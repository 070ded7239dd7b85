//! Deterministic random stream for card generation.
//!
//! One `CardRng` is created per `create_card` call and threaded through
//! every draw in a fixed order. Nothing reads process-wide random state.

use rand::seq::SliceRandom;
use rand::{Rng, SeedableRng};
use rand_chacha::ChaCha8Rng;

#[derive(Clone, Debug)]
pub struct CardRng {
    inner: ChaCha8Rng,
    seed: u64,
}

impl CardRng {
    #[must_use]
    pub fn new(seed: u64) -> Self {
        Self {
            inner: ChaCha8Rng::seed_from_u64(seed),
            seed,
        }
    }

    pub fn seed(&self) -> u64 {
        self.seed
    }

    /// Uniform integer in `min..=max`. Returns `min` when the range is empty.
    pub fn gen_inclusive(&mut self, min: u32, max: u32) -> u32 {
        if max <= min {
            return min;
        }
        self.inner.gen_range(min..=max)
    }

    pub fn gen_bool(&mut self, probability: f64) -> bool {
        self.inner.gen_bool(probability.clamp(0.0, 1.0))
    }

    #[must_use]
    pub fn choose<'a, T>(&mut self, slice: &'a [T]) -> Option<&'a T> {
        slice.choose(&mut self.inner)
    }

    /// Pick `count` distinct elements; order is the draw order.
    pub fn sample<T: Clone>(&mut self, slice: &[T], count: usize) -> Vec<T> {
        slice
            .choose_multiple(&mut self.inner, count.min(slice.len()))
            .cloned()
            .collect()
    }

    /// Choose an index with weighted probability.
    ///
    /// Weights do not need to sum to 1.0.
    /// Returns `None` if weights are empty or all zero.
    pub fn choose_weighted(&mut self, weights: &[f64]) -> Option<usize> {
        let total: f64 = weights.iter().filter(|w| **w > 0.0).sum();
        if total <= 0.0 {
            return None;
        }

        let mut threshold = self.inner.gen::<f64>() * total;
        let mut last = None;
        for (i, &weight) in weights.iter().enumerate() {
            if weight <= 0.0 {
                continue;
            }
            last = Some(i);
            threshold -= weight;
            if threshold < 0.0 {
                return Some(i);
            }
        }
        last
    }
}
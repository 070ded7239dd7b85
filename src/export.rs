//! Export - PNG and single-page PDF output with atomic writes
//!
//! Files are written to a temporary sibling and renamed into place, so a
//! failed export never leaves a truncated card behind.
//!
//! The PDF is a minimal 1.4 document: one 2.5x3.5in page whose only content
//! is the card as a DCT (JPEG) image XObject scaled to the full page.

use std::fs;
use std::io::{self, Write};
use std::path::{Path, PathBuf};

use image::codecs::jpeg::JpegEncoder;
use image::codecs::png::PngEncoder;
use image::imageops::{self, FilterType};
use image::{ExtendedColorType, ImageEncoder, ImageError, RgbImage, RgbaImage};
use log::debug;
use serde::{Deserialize, Serialize};
use tempfile::NamedTempFile;
use thiserror::Error;

use crate::print::PrintSpec;
use crate::render::RenderError;

const JPEG_QUALITY: u8 = 92;

#[derive(Debug, Clone, Copy, PartialEq, Eq, Hash, Serialize, Deserialize, clap::ValueEnum)]
#[serde(rename_all = "lowercase")]
pub enum ExportFormat {
    Png,
    Pdf,
}

impl ExportFormat {
    pub fn extension(self) -> &'static str {
        match self {
            ExportFormat::Png => "png",
            ExportFormat::Pdf => "pdf",
        }
    }
}

impl std::fmt::Display for ExportFormat {
    fn fmt(&self, f: &mut std::fmt::Formatter<'_>) -> std::fmt::Result {
        f.write_str(self.extension())
    }
}

#[derive(Debug, Error)]
pub enum ExportError {
    #[error("Output directory {path} is not usable: {reason}")]
    InvalidDirectory { path: PathBuf, reason: String },

    #[error("Failed to write {path}: {source}")]
    Io {
        path: PathBuf,
        #[source]
        source: io::Error,
    },

    #[error("Failed to encode {path}: {message}")]
    Encode { path: PathBuf, message: String },

    #[error(transparent)]
    Dependency(#[from] RenderError),
}

/// Create `dir` if needed and confirm a file can be created inside it.
pub fn ensure_output_dir(dir: &Path) -> Result<(), ExportError> {
    let invalid = |reason: String| ExportError::InvalidDirectory {
        path: dir.to_path_buf(),
        reason,
    };
    if dir.exists() && !dir.is_dir() {
        return Err(invalid("exists and is not a directory".into()));
    }
    fs::create_dir_all(dir).map_err(|e| invalid(e.to_string()))?;
    NamedTempFile::new_in(dir)
        .map(drop)
        .map_err(|e| invalid(format!("not writable: {}", e)))
}

/// Encode `image` in `format` and atomically write it to `path`.
pub fn export_image(
    image: &RgbaImage,
    path: &Path,
    format: ExportFormat,
    print: &PrintSpec,
    document_id: &str,
) -> Result<(), ExportError> {
    let encoded = match format {
        ExportFormat::Png => encode_png(image),
        ExportFormat::Pdf => encode_pdf(image, print, document_id),
    };
    let bytes = encoded.map_err(|e| match e {
        ImageError::Unsupported(inner) => {
            ExportError::Dependency(RenderError::DependencyUnavailable(inner.to_string()))
        }
        other => ExportError::Encode {
            path: path.to_path_buf(),
            message: other.to_string(),
        },
    })?;
    write_atomic(path, &bytes)?;
    debug!("wrote {} ({} bytes)", path.display(), bytes.len());
    Ok(())
}

pub fn encode_png(image: &RgbaImage) -> Result<Vec<u8>, ImageError> {
    let mut buf = Vec::new();
    PngEncoder::new(&mut buf).write_image(image.as_raw(), image.width(), image.height(), ExtendedColorType::Rgba8)?;
    Ok(buf)
}

/// Single-page PDF at the physical card size. The image is resampled to
/// `print.pixel_size()` when needed and flattened onto white.
pub fn encode_pdf(image: &RgbaImage, print: &PrintSpec, document_id: &str) -> Result<Vec<u8>, ImageError> {
    let (width, height) = print.pixel_size();
    let resampled;
    let source = if image.dimensions() == (width, height) {
        image
    } else {
        resampled = imageops::resize(image, width, height, FilterType::Lanczos3);
        &resampled
    };
    let rgb = flatten_on_white(source);

    let mut jpeg = Vec::new();
    JpegEncoder::new_with_quality(&mut jpeg, JPEG_QUALITY).write_image(
        rgb.as_raw(),
        width,
        height,
        ExtendedColorType::Rgb8,
    )?;

    Ok(build_pdf(&jpeg, width, height, document_id))
}

fn flatten_on_white(image: &RgbaImage) -> RgbImage {
    RgbImage::from_fn(image.width(), image.height(), |x, y| {
        let p = image.get_pixel(x, y);
        let alpha = p[3] as u32;
        let channel = |c: u8| ((c as u32 * alpha + 255 * (255 - alpha) + 127) / 255) as u8;
        image::Rgb([channel(p[0]), channel(p[1]), channel(p[2])])
    })
}

fn build_pdf(jpeg: &[u8], width: u32, height: u32, document_id: &str) -> Vec<u8> {
    let (page_w, page_h) = PrintSpec::page_size_points();
    let content = format!("q\n{:.2} 0 0 {:.2} 0 0 cm\n/Im0 Do\nQ\n", page_w, page_h);

    let mut pdf: Vec<u8> = Vec::new();
    let mut offsets = Vec::with_capacity(5);
    pdf.extend_from_slice(b"%PDF-1.4\n%\xE2\xE3\xCF\xD3\n");

    let mut object = |pdf: &mut Vec<u8>, head: String, stream: Option<&[u8]>| {
        offsets.push(pdf.len());
        pdf.extend_from_slice(head.as_bytes());
        if let Some(data) = stream {
            pdf.extend_from_slice(b"stream\n");
            pdf.extend_from_slice(data);
            pdf.extend_from_slice(b"\nendstream\n");
        }
        pdf.extend_from_slice(b"endobj\n");
    };

    object(&mut pdf, "1 0 obj\n<< /Type /Catalog /Pages 2 0 R >>\n".into(), None);
    object(&mut pdf, "2 0 obj\n<< /Type /Pages /Kids [3 0 R] /Count 1 >>\n".into(), None);
    object(
        &mut pdf,
        format!(
            "3 0 obj\n<< /Type /Page /Parent 2 0 R /MediaBox [0 0 {:.2} {:.2}] \
             /Resources << /XObject << /Im0 5 0 R >> /ProcSet [/PDF /ImageC] >> /Contents 4 0 R >>\n",
            page_w, page_h
        ),
        None,
    );
    object(
        &mut pdf,
        format!("4 0 obj\n<< /Length {} >>\n", content.len()),
        Some(content.as_bytes()),
    );
    object(
        &mut pdf,
        format!(
            "5 0 obj\n<< /Type /XObject /Subtype /Image /Width {} /Height {} /ColorSpace /DeviceRGB \
             /BitsPerComponent 8 /Filter /DCTDecode /Length {} >>\n",
            width,
            height,
            jpeg.len()
        ),
        Some(jpeg),
    );

    let xref_offset = pdf.len();
    let mut tail = format!("xref\n0 {}\n0000000000 65535 f \n", offsets.len() + 1);
    for offset in &offsets {
        tail.push_str(&format!("{:010} 00000 n \n", offset));
    }
    tail.push_str(&format!("trailer\n<< /Size {} /Root 1 0 R", offsets.len() + 1));
    let id: String = document_id.chars().filter(char::is_ascii_hexdigit).take(32).collect();
    if !id.is_empty() {
        tail.push_str(&format!(" /ID [<{0}> <{0}>]", id));
    }
    tail.push_str(&format!(" >>\nstartxref\n{}\n%%EOF\n", xref_offset));
    pdf.extend_from_slice(tail.as_bytes());
    pdf
}

/// Write through a temp file in the destination directory, then rename.
pub fn write_atomic(path: &Path, bytes: &[u8]) -> Result<(), ExportError> {
    let io_err = |source: io::Error| ExportError::Io {
        path: path.to_path_buf(),
        source,
    };
    let parent = match path.parent() {
        Some(p) if !p.as_os_str().is_empty() => p,
        _ => Path::new("."),
    };
    let mut tmp = NamedTempFile::new_in(parent).map_err(io_err)?;
    tmp.write_all(bytes).map_err(io_err)?;
    tmp.as_file().sync_all().map_err(io_err)?;
    tmp.persist(path).map_err(|e| io_err(e.error))?;
    Ok(())
}
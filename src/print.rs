//! Print Geometry
//!
//! Physical card size and the resolution PDF exports embed the render at.

use serde::{Deserialize, Serialize};

/// Physical card size in inches.
pub const CARD_WIDTH_INCHES: f64 = 2.5;
pub const CARD_HEIGHT_INCHES: f64 = 3.5;

const POINTS_PER_INCH: f64 = 72.0;

/// Print specifications for physical output
#[derive(Debug, Clone, Copy, PartialEq, Eq, Serialize, Deserialize)]
pub struct PrintSpec {
    pub dpi: u32,
}

impl Default for PrintSpec {
    fn default() -> Self {
        Self { dpi: 300 }
    }
}

impl PrintSpec {
    /// Create from user input with validation
    pub fn from_user(dpi: u32) -> Result<Self, &'static str> {
        if !(72..=1200).contains(&dpi) {
            return Err("DPI must be between 72 and 1200");
        }
        Ok(Self { dpi })
    }

    /// Pixel size of a full card at this resolution.
    pub fn pixel_size(&self) -> (u32, u32) {
        (
            (CARD_WIDTH_INCHES * self.dpi as f64).round() as u32,
            (CARD_HEIGHT_INCHES * self.dpi as f64).round() as u32,
        )
    }

    /// PDF page size in points; independent of DPI.
    pub fn page_size_points() -> (f64, f64) {
        (
            CARD_WIDTH_INCHES * POINTS_PER_INCH,
            CARD_HEIGHT_INCHES * POINTS_PER_INCH,
        )
    }
}
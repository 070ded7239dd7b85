//! Validation System - Rule/Policy Separation
//!
//! Rules produce structured violations.
//! Errors reject a draft; warnings are logged and let it through.

use log::warn;
use serde::{Deserialize, Serialize};
use std::fmt;
use thiserror::Error;

use crate::card::CardDraft;
use crate::color::Color;

#[cfg(feature = "test-hooks")]
use std::sync::atomic::{AtomicU32, Ordering};

#[cfg(feature = "test-hooks")]
static VALIDATION_CALL_COUNT: AtomicU32 = AtomicU32::new(0);

#[cfg(feature = "test-hooks")]
pub fn get_validation_call_count() -> u32 {
    VALIDATION_CALL_COUNT.load(Ordering::SeqCst)
}

#[cfg(feature = "test-hooks")]
pub fn reset_validation_call_count() {
    VALIDATION_CALL_COUNT.store(0, Ordering::SeqCst);
}

/// Names longer than this still render (the header shrinks them) but are flagged.
pub const NAME_LENGTH_WARNING: usize = 32;

#[derive(Debug, Clone, Serialize, Deserialize, PartialEq, Eq)]
#[serde(rename_all = "snake_case")]
pub enum ViolationSeverity {
    Error,
    Warning,
}

#[derive(Debug, Clone, Serialize, Deserialize)]
pub struct ValidationViolation {
    pub rule: String,
    pub severity: ViolationSeverity,
    pub message: String,
    pub expected: Option<String>,
    pub actual: Option<String>,
}

impl ValidationViolation {
    fn error(rule: &str, message: impl Into<String>) -> Self {
        Self {
            rule: rule.to_string(),
            severity: ViolationSeverity::Error,
            message: message.into(),
            expected: None,
            actual: None,
        }
    }

    fn warning(rule: &str, message: impl Into<String>) -> Self {
        Self {
            severity: ViolationSeverity::Warning,
            ..Self::error(rule, message)
        }
    }

    fn expected(mut self, expected: impl Into<String>, actual: impl Into<String>) -> Self {
        self.expected = Some(expected.into());
        self.actual = Some(actual.into());
        self
    }
}

impl fmt::Display for ValidationViolation {
    fn fmt(&self, f: &mut fmt::Formatter<'_>) -> fmt::Result {
        write!(f, "{}: {}", self.rule, self.message)?;
        if let (Some(expected), Some(actual)) = (&self.expected, &self.actual) {
            write!(f, " (expected {}, got {})", expected, actual)?;
        }
        Ok(())
    }
}

/// A draft failed at least one error-severity rule.
#[derive(Debug, Clone, Error)]
#[error("card validation failed: {}", join_violations(.violations))]
pub struct ValidationError {
    pub violations: Vec<ValidationViolation>,
}

impl ValidationError {
    pub fn has_rule(&self, rule: &str) -> bool {
        self.violations.iter().any(|v| v.rule == rule)
    }
}

fn join_violations(violations: &[ValidationViolation]) -> String {
    violations
        .iter()
        .map(ToString::to_string)
        .collect::<Vec<_>>()
        .join("; ")
}

/// Validation rule trait - produces violations
pub trait ValidationRule: Send + Sync {
    fn name(&self) -> &'static str;
    fn validate(&self, card: &CardDraft) -> Vec<ValidationViolation>;
}

// --- Concrete Rules ---

pub struct NameRule;

impl ValidationRule for NameRule {
    fn name(&self) -> &'static str { "name" }

    fn validate(&self, card: &CardDraft) -> Vec<ValidationViolation> {
        let trimmed = card.name.trim();
        if trimmed.is_empty() {
            return vec![ValidationViolation::error(self.name(), "Card name cannot be empty")];
        }
        let length = trimmed.chars().count();
        if length > NAME_LENGTH_WARNING {
            return vec![ValidationViolation::warning(self.name(), "Name will be shrunk to fit the header")
                .expected(format!("<= {} characters", NAME_LENGTH_WARNING), length.to_string())];
        }
        vec![]
    }
}

pub struct TypeLineRule;

impl ValidationRule for TypeLineRule {
    fn name(&self) -> &'static str { "type_line" }

    fn validate(&self, card: &CardDraft) -> Vec<ValidationViolation> {
        if card.type_line.trim().is_empty() {
            vec![ValidationViolation::error(self.name(), "Type line cannot be empty")]
        } else {
            vec![]
        }
    }
}

/// Creature type lines carry both stats; everything else carries neither.
pub struct StatsRule;

impl ValidationRule for StatsRule {
    fn name(&self) -> &'static str { "power_toughness" }

    fn validate(&self, card: &CardDraft) -> Vec<ValidationViolation> {
        let actual = format!(
            "power={}, toughness={}",
            describe_stat(card.power),
            describe_stat(card.toughness)
        );
        match (card.is_creature(), card.power, card.toughness) {
            (true, Some(_), Some(_)) | (false, None, None) => vec![],
            (true, _, _) => vec![ValidationViolation::error(
                self.name(),
                "Creature requires both power and toughness",
            )
            .expected("both set", actual)],
            (false, _, _) => vec![ValidationViolation::error(
                self.name(),
                "Non-creature cannot have power or toughness",
            )
            .expected("neither set", actual)],
        }
    }
}

fn describe_stat(stat: Option<u32>) -> String {
    stat.map_or_else(|| "none".to_string(), |v| v.to_string())
}

/// Colored pips must come from the identity; colorless cards have none.
pub struct ManaColorRule;

impl ValidationRule for ManaColorRule {
    fn name(&self) -> &'static str { "mana_colors" }

    fn validate(&self, card: &CardDraft) -> Vec<ValidationViolation> {
        let identity = &card.color_identity;
        let cost = &card.mana_cost;

        if identity.is_colorless() && cost.colored_pips() > 0 {
            return vec![ValidationViolation::error(self.name(), "Colorless card cannot have colored pips")
                .expected("0 colored pips", cost.colored_pips().to_string())];
        }

        cost.pip_colors()
            .filter(|color| *color == Color::Colorless || !identity.contains(*color))
            .map(|color| {
                ValidationViolation::error(self.name(), format!("Pip {{{}}} outside color identity", color))
                    .expected(format!("subset of {}", identity), cost.symbols())
            })
            .collect()
    }
}

pub struct AbilitiesRule;

impl ValidationRule for AbilitiesRule {
    fn name(&self) -> &'static str { "abilities" }

    fn validate(&self, card: &CardDraft) -> Vec<ValidationViolation> {
        card.abilities
            .iter()
            .enumerate()
            .filter(|(_, ability)| ability.trim().is_empty())
            .map(|(index, _)| {
                ValidationViolation::error(self.name(), format!("Ability {} is empty", index + 1))
            })
            .collect()
    }
}

/// Validator orchestrates rules and applies policy
pub struct Validator {
    rules: Vec<Box<dyn ValidationRule>>,
}

impl Validator {
    pub fn new() -> Self {
        Self {
            rules: vec![
                Box::new(NameRule),
                Box::new(TypeLineRule),
                Box::new(StatsRule),
                Box::new(ManaColorRule),
                Box::new(AbilitiesRule),
            ],
        }
    }

    /// Every violation from every rule, errors and warnings alike.
    pub fn violations(&self, card: &CardDraft) -> Vec<ValidationViolation> {
        self.rules
            .iter()
            .flat_map(|rule| rule.validate(card))
            .collect()
    }

    pub fn check(&self, card: &CardDraft) -> Result<(), ValidationError> {
        #[cfg(feature = "test-hooks")]
        VALIDATION_CALL_COUNT.fetch_add(1, Ordering::SeqCst);

        let (errors, warnings): (Vec<_>, Vec<_>) = self
            .violations(card)
            .into_iter()
            .partition(|v| v.severity == ViolationSeverity::Error);

        for warning in &warnings {
            warn!("{}: {}", card.name, warning);
        }

        if errors.is_empty() {
            Ok(())
        } else {
            Err(ValidationError { violations: errors })
        }
    }
}

impl Default for Validator {
    fn default() -> Self {
        Self::new()
    }
}
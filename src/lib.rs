//! CardForge Core - Procedural Trading Card Compiler
//!
//! # Guarantees
//! 1. Same seed, same card
//! 2. Costs follow the balance formula
//! 3. Validation gates every card
//! 4. Rendering is pure: same card, same pixels
//! 5. Exports are atomic
//! 6. Providers suggest, the placeholder path always works

pub mod balance;
pub mod card;
pub mod color;
pub mod config;
pub mod export;
pub mod factory;
pub mod hashing;
pub mod palette;
pub mod pipeline;
pub mod pools;
pub mod print;
pub mod provider;
pub mod render;
pub mod rng;
pub mod validation;

pub use balance::{compute_mana_cost, AbilityClass, BalanceConfig};
pub use card::{ArtSource, Artwork, Card, CardDraft, ManaCost};
pub use color::{Color, ColorIdentity};
pub use config::{ConfigError, ForgeConfig, GenerationConfig, RenderSettings};
pub use export::{ExportError, ExportFormat};
pub use factory::{CardFactory, CardOverrides, GenerationError};
pub use hashing::{canonical_json, card_fingerprint};
pub use palette::Palette;
pub use pipeline::{BatchReport, BatchRequest, CardPipeline, ExportedCard, PipelineError};
pub use print::PrintSpec;
pub use provider::{ArtTextProvider, PlaceholderProvider, ProviderError};
pub use render::{CardRenderer, RenderError};
pub use rng::CardRng;
pub use validation::{ValidationError, ValidationRule, ValidationViolation, Validator, ViolationSeverity};

pub const ENGINE_VERSION: &str = env!("CARGO_PKG_VERSION");
//! Static palette table, looked up by a card's primary color.

use image::Rgba;
use once_cell::sync::Lazy;
use std::collections::HashMap;

use crate::color::{Color, ColorIdentity};

pub type Rgb = [u8; 3];

#[derive(Debug, Clone, PartialEq, Eq)]
pub struct Palette {
    pub faction: &'static str,
    /// Frame fill, gradient top.
    pub base: Rgb,
    /// Frame fill, gradient bottom.
    pub base_dark: Rgb,
    pub accent: Rgb,
    /// Text panels (type bar, rules box, footer).
    pub surface: Rgb,
    /// Outer border and panel outlines.
    pub frame: Rgb,
    /// Name and stats over the frame gradient.
    pub header_text: Rgb,
    pub body_text: Rgb,
}

pub const RADIANT: Palette = Palette {
    faction: "Radiant",
    base: [234, 206, 138],
    base_dark: [176, 130, 60],
    accent: [242, 220, 170],
    surface: [248, 242, 228],
    frame: [170, 138, 88],
    header_text: [74, 50, 26],
    body_text: [60, 42, 24],
};

pub const FROST: Palette = Palette {
    faction: "Frost",
    base: [100, 160, 198],
    base_dark: [32, 72, 120],
    accent: [168, 210, 240],
    surface: [232, 238, 246],
    frame: [70, 92, 126],
    header_text: [240, 249, 255],
    body_text: [26, 40, 56],
};

pub const VOID: Palette = Palette {
    faction: "Void",
    base: [132, 92, 168],
    base_dark: [52, 32, 96],
    accent: [192, 156, 228],
    surface: [236, 230, 244],
    frame: [84, 62, 112],
    header_text: [246, 242, 255],
    body_text: [38, 24, 52],
};

pub const EMBER: Palette = Palette {
    faction: "Ember",
    base: [214, 105, 64],
    base_dark: [129, 45, 26],
    accent: [255, 184, 120],
    surface: [244, 232, 220],
    frame: [126, 82, 54],
    header_text: [255, 245, 232],
    body_text: [44, 28, 20],
};

pub const VERDANT: Palette = Palette {
    faction: "Verdant",
    base: [130, 176, 92],
    base_dark: [46, 94, 52],
    accent: [176, 220, 152],
    surface: [234, 242, 230],
    frame: [72, 108, 66],
    header_text: [246, 254, 240],
    body_text: [26, 46, 28],
};

pub const MACHINE: Palette = Palette {
    faction: "Machine",
    base: [164, 172, 182],
    base_dark: [86, 92, 104],
    accent: [210, 216, 222],
    surface: [236, 238, 240],
    frame: [112, 116, 124],
    header_text: [240, 243, 246],
    body_text: [36, 38, 44],
};

pub const NEUTRAL: Palette = Palette {
    faction: "Neutral",
    base: [182, 182, 182],
    base_dark: [110, 110, 110],
    accent: [212, 212, 212],
    surface: [238, 238, 236],
    frame: [120, 120, 120],
    header_text: [245, 245, 245],
    body_text: [40, 40, 40],
};

static PALETTES: Lazy<HashMap<Color, Palette>> = Lazy::new(|| {
    HashMap::from([
        (Color::White, RADIANT),
        (Color::Blue, FROST),
        (Color::Black, VOID),
        (Color::Red, EMBER),
        (Color::Green, VERDANT),
        (Color::Colorless, MACHINE),
    ])
});

pub fn palette_for_color(color: Option<Color>) -> &'static Palette {
    color.and_then(|c| PALETTES.get(&c)).unwrap_or(&NEUTRAL)
}

pub fn palette_for(identity: &ColorIdentity) -> &'static Palette {
    palette_for_color(identity.primary())
}

/// (fill, highlight ring) for a mana symbol; numerals use the generic gray.
pub fn mana_symbol_colors(symbol: &str) -> (Rgb, Rgb) {
    let color = symbol.chars().next().filter(|c| !c.is_ascii_digit()).and_then(Color::from_symbol);
    match color {
        Some(Color::White) => ([248, 242, 220], [255, 255, 255]),
        Some(Color::Blue) => ([50, 150, 220], [120, 200, 255]),
        Some(Color::Black) => ([60, 50, 70], [120, 100, 130]),
        Some(Color::Red) => ([220, 70, 50], [255, 140, 100]),
        Some(Color::Green) => ([80, 160, 90], [140, 210, 140]),
        Some(Color::Colorless) => ([180, 185, 195], [220, 225, 230]),
        None => ([180, 180, 190], [220, 220, 230]),
    }
}

pub fn rgba(color: Rgb, alpha: u8) -> Rgba<u8> {
    Rgba([color[0], color[1], color[2], alpha])
}

pub fn mix(color: Rgb, other: Rgb, ratio: f32) -> Rgb {
    let ratio = ratio.clamp(0.0, 1.0);
    let mut out = [0u8; 3];
    for i in 0..3 {
        let a = color[i] as f32;
        let b = other[i] as f32;
        out[i] = (a + (b - a) * ratio).round() as u8;
    }
    out
}

pub fn lighten(color: Rgb, amount: f32) -> Rgb {
    mix(color, [255, 255, 255], amount)
}

pub fn darken(color: Rgb, amount: f32) -> Rgb {
    mix(color, [0, 0, 0], amount)
}

#[cfg(test)]
mod tests {
    use super::*;

    #[test]
    fn test_primary_color_selects_palette() {
        let identity = ColorIdentity::new([Color::Green, Color::Red]);
        assert_eq!(palette_for(&identity).faction, "Ember");
        assert_eq!(palette_for(&ColorIdentity::colorless()).faction, "Machine");
        assert_eq!(palette_for_color(None).faction, "Neutral");
    }

    #[test]
    fn test_generic_symbols_are_gray() {
        assert_eq!(mana_symbol_colors("3"), mana_symbol_colors("12"));
        assert_ne!(mana_symbol_colors("R"), mana_symbol_colors("3"));
    }

    #[test]
    fn test_mix_endpoints() {
        assert_eq!(mix([0, 100, 200], [255, 255, 255], 0.0), [0, 100, 200]);
        assert_eq!(lighten([0, 0, 0], 1.0), [255, 255, 255]);
        assert_eq!(darken([200, 200, 200], 0.5), [100, 100, 100]);
    }
}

_ _ _ _ _ _ _

▶ [Work required]: Copy out each line of the data that has the word "same" in it.

▶ [Answer]:
//! 1. Same seed, same card
//! 4. Rendering is pure: same card, same pixels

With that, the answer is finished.